From the records below, take each line where the string "tracing" shows up and copy it.

====================

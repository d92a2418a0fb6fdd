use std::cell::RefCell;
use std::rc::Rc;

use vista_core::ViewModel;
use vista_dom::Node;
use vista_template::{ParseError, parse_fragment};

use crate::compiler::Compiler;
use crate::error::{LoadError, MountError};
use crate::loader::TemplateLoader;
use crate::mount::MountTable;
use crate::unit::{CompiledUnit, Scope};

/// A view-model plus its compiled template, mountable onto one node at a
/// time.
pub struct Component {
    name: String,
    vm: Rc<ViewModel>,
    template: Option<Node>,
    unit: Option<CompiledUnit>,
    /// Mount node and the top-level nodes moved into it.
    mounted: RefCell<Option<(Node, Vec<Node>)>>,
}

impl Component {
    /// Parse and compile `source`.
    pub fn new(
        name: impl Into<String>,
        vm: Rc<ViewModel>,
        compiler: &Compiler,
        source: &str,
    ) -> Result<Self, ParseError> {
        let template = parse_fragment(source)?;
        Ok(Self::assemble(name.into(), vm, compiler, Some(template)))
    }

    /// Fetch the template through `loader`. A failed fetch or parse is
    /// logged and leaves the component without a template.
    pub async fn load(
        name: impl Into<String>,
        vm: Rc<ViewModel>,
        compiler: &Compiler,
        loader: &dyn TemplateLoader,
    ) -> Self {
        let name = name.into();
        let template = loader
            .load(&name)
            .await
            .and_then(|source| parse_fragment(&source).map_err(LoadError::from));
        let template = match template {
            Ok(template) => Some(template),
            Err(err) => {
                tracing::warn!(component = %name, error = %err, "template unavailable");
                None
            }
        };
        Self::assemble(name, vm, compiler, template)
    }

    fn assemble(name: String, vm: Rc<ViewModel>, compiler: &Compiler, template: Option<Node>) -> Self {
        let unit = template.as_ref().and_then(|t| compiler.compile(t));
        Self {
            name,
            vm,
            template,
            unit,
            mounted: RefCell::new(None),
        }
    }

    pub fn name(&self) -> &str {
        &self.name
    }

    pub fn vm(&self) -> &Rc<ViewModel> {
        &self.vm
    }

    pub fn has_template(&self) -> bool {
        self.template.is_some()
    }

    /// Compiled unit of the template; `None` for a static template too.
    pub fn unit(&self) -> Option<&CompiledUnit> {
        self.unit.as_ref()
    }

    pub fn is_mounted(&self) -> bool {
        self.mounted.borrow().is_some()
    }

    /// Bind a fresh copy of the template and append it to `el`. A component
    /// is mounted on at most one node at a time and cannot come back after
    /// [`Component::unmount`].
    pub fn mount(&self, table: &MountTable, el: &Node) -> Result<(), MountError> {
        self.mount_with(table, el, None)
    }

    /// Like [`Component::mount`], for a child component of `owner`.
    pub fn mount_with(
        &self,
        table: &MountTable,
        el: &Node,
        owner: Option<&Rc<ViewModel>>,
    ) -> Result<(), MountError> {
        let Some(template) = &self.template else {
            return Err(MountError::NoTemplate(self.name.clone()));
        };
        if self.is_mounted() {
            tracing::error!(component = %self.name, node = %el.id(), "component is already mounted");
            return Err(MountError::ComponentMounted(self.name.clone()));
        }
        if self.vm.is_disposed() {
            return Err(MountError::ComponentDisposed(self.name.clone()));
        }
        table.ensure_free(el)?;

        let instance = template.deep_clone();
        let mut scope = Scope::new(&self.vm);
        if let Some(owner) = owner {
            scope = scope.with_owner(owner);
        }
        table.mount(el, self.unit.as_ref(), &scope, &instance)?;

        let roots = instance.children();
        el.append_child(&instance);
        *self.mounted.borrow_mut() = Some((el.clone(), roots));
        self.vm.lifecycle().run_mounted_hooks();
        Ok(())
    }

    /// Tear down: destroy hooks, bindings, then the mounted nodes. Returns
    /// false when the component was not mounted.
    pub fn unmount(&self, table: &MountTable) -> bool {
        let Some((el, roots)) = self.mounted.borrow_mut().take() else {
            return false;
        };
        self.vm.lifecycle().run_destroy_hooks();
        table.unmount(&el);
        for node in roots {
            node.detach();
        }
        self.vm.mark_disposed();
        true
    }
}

====================

Result of the exercise
                tracing::warn!(component = %name, error = %err, "template unavailable");
            tracing::error!(component = %self.name, node = %el.id(), "component is already mounted");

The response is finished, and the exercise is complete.